Every line from the first one in the listing down to the line with "use crate::logging::Logger;" should be restated word for word.

----

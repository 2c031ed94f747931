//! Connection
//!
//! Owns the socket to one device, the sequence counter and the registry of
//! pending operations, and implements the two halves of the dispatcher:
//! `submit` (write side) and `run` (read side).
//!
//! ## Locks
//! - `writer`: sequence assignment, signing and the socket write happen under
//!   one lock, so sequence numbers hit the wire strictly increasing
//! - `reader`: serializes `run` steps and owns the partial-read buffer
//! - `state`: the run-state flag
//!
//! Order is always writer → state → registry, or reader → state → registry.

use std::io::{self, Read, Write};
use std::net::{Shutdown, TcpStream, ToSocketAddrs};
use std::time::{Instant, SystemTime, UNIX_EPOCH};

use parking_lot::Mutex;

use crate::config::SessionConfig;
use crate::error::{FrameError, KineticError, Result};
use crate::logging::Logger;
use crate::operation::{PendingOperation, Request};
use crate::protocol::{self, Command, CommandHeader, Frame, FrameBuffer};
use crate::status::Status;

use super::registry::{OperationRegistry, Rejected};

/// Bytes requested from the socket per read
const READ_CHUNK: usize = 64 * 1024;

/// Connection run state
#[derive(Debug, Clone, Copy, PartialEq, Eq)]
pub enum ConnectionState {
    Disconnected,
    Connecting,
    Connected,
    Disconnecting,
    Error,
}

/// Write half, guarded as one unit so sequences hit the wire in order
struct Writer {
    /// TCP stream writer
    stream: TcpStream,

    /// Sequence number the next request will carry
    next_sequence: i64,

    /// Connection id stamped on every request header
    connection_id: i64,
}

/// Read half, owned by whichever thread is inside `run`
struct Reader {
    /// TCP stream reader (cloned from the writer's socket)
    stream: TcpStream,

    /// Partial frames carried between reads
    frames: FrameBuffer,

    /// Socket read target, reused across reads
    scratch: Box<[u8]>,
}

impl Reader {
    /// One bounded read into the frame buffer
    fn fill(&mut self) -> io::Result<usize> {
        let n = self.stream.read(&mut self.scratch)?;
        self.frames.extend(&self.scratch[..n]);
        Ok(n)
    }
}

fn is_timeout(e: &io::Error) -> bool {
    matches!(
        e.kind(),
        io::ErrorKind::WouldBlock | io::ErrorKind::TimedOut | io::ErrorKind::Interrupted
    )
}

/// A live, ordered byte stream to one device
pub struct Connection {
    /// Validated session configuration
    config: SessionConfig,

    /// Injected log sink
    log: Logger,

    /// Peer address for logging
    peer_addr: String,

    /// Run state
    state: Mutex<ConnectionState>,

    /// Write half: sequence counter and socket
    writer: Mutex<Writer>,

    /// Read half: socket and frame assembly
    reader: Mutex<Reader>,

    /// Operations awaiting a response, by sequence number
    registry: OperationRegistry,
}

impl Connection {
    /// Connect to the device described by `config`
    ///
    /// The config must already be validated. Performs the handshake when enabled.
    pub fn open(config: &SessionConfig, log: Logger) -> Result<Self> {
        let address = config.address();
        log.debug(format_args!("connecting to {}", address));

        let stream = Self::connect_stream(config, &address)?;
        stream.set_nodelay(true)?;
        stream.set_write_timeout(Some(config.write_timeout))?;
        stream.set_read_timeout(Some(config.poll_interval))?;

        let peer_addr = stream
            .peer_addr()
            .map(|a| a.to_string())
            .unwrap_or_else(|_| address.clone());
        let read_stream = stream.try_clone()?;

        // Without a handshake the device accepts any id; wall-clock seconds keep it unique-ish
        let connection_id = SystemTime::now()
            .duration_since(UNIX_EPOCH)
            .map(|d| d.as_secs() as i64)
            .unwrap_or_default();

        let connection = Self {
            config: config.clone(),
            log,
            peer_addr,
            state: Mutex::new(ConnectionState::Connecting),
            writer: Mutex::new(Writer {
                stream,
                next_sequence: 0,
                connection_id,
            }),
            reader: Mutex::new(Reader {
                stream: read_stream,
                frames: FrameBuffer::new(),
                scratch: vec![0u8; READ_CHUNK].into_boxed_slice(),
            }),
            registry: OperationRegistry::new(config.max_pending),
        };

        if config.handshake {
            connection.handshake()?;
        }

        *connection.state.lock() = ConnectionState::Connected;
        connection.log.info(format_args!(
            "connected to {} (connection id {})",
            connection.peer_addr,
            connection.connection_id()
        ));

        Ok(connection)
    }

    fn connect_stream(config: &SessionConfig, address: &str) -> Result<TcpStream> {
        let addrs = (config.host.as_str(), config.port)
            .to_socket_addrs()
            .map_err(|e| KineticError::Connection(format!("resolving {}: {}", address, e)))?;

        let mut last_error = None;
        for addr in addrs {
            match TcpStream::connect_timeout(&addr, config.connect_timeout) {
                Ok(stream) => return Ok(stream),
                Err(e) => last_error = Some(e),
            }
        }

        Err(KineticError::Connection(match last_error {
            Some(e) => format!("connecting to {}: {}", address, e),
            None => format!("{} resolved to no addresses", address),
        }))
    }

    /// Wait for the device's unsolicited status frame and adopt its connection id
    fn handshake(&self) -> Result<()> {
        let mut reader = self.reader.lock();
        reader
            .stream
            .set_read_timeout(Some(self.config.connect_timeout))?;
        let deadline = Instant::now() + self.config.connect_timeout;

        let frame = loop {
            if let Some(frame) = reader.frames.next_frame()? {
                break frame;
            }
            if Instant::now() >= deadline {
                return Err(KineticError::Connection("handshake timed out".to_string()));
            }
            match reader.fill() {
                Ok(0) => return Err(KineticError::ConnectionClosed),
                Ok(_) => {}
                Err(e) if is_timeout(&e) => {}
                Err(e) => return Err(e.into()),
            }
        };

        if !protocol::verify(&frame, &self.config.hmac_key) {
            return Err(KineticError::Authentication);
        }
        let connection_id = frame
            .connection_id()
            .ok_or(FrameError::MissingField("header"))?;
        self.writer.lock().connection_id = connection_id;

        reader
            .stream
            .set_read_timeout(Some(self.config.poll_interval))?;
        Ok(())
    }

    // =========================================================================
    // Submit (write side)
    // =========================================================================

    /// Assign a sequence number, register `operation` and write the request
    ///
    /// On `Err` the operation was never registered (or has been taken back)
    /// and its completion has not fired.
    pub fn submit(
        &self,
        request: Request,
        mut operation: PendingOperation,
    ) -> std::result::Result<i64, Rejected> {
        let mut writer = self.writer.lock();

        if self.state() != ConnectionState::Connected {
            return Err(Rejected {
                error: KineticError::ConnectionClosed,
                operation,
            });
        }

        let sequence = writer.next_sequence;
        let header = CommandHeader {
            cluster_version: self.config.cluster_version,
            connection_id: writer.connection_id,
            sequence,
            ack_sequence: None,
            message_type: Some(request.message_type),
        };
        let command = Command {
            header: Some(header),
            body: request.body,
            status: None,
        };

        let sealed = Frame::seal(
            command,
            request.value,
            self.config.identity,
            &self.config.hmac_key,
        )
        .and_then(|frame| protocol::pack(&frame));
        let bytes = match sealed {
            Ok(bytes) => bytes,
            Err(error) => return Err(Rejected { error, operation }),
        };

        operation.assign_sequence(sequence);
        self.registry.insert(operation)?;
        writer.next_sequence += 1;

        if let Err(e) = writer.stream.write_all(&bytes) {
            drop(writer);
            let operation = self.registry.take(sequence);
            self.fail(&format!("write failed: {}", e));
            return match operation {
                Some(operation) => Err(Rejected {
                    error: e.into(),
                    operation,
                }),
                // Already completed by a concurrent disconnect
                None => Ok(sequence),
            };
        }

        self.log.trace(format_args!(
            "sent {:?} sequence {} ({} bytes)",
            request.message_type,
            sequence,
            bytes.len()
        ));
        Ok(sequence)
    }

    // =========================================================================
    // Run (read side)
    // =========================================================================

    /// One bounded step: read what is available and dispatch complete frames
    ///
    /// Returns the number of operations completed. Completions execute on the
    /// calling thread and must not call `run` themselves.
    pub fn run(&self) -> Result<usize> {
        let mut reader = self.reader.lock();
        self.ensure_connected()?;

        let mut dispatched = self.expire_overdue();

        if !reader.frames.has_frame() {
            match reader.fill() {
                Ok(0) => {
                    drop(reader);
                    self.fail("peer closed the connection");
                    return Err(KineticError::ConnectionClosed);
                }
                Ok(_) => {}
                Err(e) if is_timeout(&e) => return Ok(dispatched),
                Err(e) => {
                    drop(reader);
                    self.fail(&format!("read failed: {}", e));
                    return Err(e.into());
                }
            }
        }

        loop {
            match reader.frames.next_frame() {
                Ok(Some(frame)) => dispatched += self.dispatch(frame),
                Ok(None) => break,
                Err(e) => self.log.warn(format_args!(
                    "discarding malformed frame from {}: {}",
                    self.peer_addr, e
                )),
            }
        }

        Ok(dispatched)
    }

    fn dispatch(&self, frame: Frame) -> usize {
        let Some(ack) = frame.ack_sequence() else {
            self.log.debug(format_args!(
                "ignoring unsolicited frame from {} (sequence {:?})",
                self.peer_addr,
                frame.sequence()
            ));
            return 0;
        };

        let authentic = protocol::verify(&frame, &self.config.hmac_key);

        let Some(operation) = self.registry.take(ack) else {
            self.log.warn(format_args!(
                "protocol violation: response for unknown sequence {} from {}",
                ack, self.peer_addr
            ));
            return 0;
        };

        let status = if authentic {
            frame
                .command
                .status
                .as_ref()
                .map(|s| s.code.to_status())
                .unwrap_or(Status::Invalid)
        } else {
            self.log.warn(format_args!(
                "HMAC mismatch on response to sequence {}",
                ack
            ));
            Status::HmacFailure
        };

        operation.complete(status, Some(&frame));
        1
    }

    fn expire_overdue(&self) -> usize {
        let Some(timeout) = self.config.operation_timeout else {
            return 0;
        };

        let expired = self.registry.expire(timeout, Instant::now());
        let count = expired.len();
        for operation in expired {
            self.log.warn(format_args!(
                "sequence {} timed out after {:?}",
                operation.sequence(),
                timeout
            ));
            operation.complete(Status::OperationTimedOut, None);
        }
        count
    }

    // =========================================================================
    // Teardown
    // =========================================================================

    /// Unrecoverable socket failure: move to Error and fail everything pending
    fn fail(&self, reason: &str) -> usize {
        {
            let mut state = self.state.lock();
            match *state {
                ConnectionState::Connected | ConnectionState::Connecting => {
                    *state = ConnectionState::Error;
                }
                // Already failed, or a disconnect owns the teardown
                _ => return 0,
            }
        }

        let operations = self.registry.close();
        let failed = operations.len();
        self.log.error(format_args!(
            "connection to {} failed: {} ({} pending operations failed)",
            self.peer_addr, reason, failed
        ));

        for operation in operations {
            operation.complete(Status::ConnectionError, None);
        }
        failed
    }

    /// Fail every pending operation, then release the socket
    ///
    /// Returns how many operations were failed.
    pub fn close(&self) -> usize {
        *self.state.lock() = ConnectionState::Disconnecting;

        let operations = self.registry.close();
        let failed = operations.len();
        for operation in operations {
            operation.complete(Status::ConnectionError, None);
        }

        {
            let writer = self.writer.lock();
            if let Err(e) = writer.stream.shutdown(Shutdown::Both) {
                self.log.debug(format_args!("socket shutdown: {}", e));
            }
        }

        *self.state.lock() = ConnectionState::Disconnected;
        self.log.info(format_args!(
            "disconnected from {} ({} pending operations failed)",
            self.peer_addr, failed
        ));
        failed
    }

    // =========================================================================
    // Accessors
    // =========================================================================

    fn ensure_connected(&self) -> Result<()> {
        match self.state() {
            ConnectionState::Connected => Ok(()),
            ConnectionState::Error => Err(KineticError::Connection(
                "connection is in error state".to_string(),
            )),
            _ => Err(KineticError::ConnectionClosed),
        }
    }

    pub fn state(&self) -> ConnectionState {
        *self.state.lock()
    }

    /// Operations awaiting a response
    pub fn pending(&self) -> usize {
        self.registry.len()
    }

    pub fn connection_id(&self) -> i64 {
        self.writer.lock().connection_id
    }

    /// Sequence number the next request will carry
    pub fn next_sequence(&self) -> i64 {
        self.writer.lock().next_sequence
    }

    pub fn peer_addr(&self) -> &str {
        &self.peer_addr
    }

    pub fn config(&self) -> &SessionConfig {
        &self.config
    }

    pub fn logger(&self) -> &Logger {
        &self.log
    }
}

----

## THE COMPLETED TASK:
repository 2c031ed94f747931
//! Connection
//!
//! Owns the socket to one device, the sequence counter and the registry of
//! pending operations, and implements the two halves of the dispatcher:
//! `submit` (write side) and `run` (read side).
//!
//! ## Locks
//! - `writer`: sequence assignment, signing and the socket write happen under
//!   one lock, so sequence numbers hit the wire strictly increasing
//! - `reader`: serializes `run` steps and owns the partial-read buffer
//! - `state`: the run-state flag
//!
//! Order is always writer → state → registry, or reader → state → registry.

use std::io::{self, Read, Write};
use std::net::{Shutdown, TcpStream, ToSocketAddrs};
use std::time::{Instant, SystemTime, UNIX_EPOCH};

use parking_lot::Mutex;

use crate::config::SessionConfig;
use crate::error::{FrameError, KineticError, Result};
use crate::logging::Logger;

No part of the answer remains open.